(Data extracted from a collection)
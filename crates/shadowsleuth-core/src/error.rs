/// Error types for every fallible step of a triage run.
///
/// Each component owns one enum so callers can decide locally whether a
/// failure is skipped-and-logged or aborts the unit of work in progress.
/// Only [`SessionError`] ever escapes a run.
use crate::failure::{Component, Failure, FailureKind};
use std::io;
use std::path::PathBuf;
use thiserror::Error;

/// Failures while turning listing text into snapshots.
#[derive(Debug, Error)]
pub enum CatalogError {
    /// One line or block of the listing broke the block/key-value grammar.
    #[error("listing line {line}: {reason}")]
    Parse { line: usize, reason: String },

    /// A block's creation time is not a usable listing timestamp.
    #[error("listing block at line {line} skipped: {source}")]
    CreationTime {
        line: usize,
        #[source]
        source: TimeError,
    },

    /// The listing contained no snapshot blocks at all.
    #[error("listing contains no shadow copies")]
    EmptyListing,

    /// The listing text could not be obtained from the platform.
    #[error("could not capture snapshot listing: {0}")]
    ListingCapture(String),
}

impl CatalogError {
    /// Failure record for a block or line the parser skipped.
    pub fn to_failure(&self) -> Failure {
        let (source, kind) = match self {
            Self::CreationTime {
                source: TimeError::Format { .. },
                ..
            } => (Component::TimeCodec, FailureKind::TimeFormat),
            Self::CreationTime { .. } => (Component::TimeCodec, FailureKind::TimeConversion),
            Self::Parse { .. } | Self::EmptyListing | Self::ListingCapture(_) => {
                (Component::Catalog, FailureKind::Parse)
            }
        };
        Failure::new(source, kind, self.to_string())
    }
}

/// Failures converting between listing, epoch and report timestamps.
#[derive(Debug, Error, Clone, PartialEq, Eq)]
pub enum TimeError {
    /// The listing timestamp does not match `MM/DD/YYYY hh:mm:ss AM|PM`.
    #[error("timestamp {input:?} does not match the listing format: {reason}")]
    Format { input: String, reason: String },

    /// The epoch value cannot be represented as a calendar time.
    #[error("epoch value {value} cannot be converted to a calendar time")]
    Conversion { value: i64 },
}

/// Per-file failures raised while walking a snapshot.
#[derive(Debug, Error)]
pub enum WalkError {
    /// Opening or reading the file failed (locked, denied, vanished).
    #[error("cannot read {}: {source}", path.display())]
    FileAccess {
        path: PathBuf,
        #[source]
        source: io::Error,
    },

    /// The directory walker itself could not enumerate an entry.
    #[error("cannot enumerate {}: {message}", path.display())]
    Enumerate { path: PathBuf, message: String },

    /// Stat succeeded but a timestamp was unusable.
    #[error("malformed timestamps on {}: {source}", path.display())]
    Stat {
        path: PathBuf,
        #[source]
        source: TimeError,
    },
}

impl WalkError {
    /// Path of the file the failure is attached to.
    pub fn path(&self) -> &PathBuf {
        match self {
            Self::FileAccess { path, .. } | Self::Enumerate { path, .. } | Self::Stat { path, .. } => {
                path
            }
        }
    }
}

/// Report destination failures.
#[derive(Debug, Error)]
pub enum ReportError {
    /// The report file could not be created (directory missing or unwritable).
    #[error("cannot create report {}: {source}", path.display())]
    Create {
        path: PathBuf,
        #[source]
        source: io::Error,
    },

    /// Writing a row failed; rows already written are left intact.
    #[error("cannot write to report {}: {source}", path.display())]
    Write {
        path: PathBuf,
        #[source]
        source: csv::Error,
    },

    /// Reading a finished report back failed.
    #[error("cannot read report {}: {source}", path.display())]
    Read {
        path: PathBuf,
        #[source]
        source: csv::Error,
    },

    /// Writing derived visualisation data failed.
    #[error("cannot export {}: {source}", path.display())]
    Export {
        path: PathBuf,
        #[source]
        source: io::Error,
    },
}

/// Run-level failures. These are the only errors surfaced to the user as fatal.
#[derive(Debug, Error)]
pub enum SessionError {
    /// The output directory is missing and could not be created.
    #[error("cannot create output directory {}: {source}", path.display())]
    OutputDir {
        path: PathBuf,
        #[source]
        source: io::Error,
    },

    /// The selected baseline does not exist in the catalog.
    #[error("baseline {index} is out of range (catalog holds {len} snapshots)")]
    InvalidBaseline { index: usize, len: usize },

    /// The baseline's creation time cannot be used as a threshold.
    #[error("baseline snapshot {name} has an unusable creation time: {source}")]
    BaselineTime {
        name: String,
        #[source]
        source: TimeError,
    },

    /// Nothing to process.
    #[error("the snapshot catalog is empty")]
    EmptyCatalog,

    /// The background worker died before returning a result.
    #[error("session worker thread panicked")]
    WorkerPanicked,
}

REQUIRED ACTION
Of the lines above, show those in which "FileAccess" appears.

ANSWER TO THIS TASK
    FileAccess {
            Self::FileAccess { path, .. } | Self::Enumerate { path, .. } | Self::Stat { path, .. } => {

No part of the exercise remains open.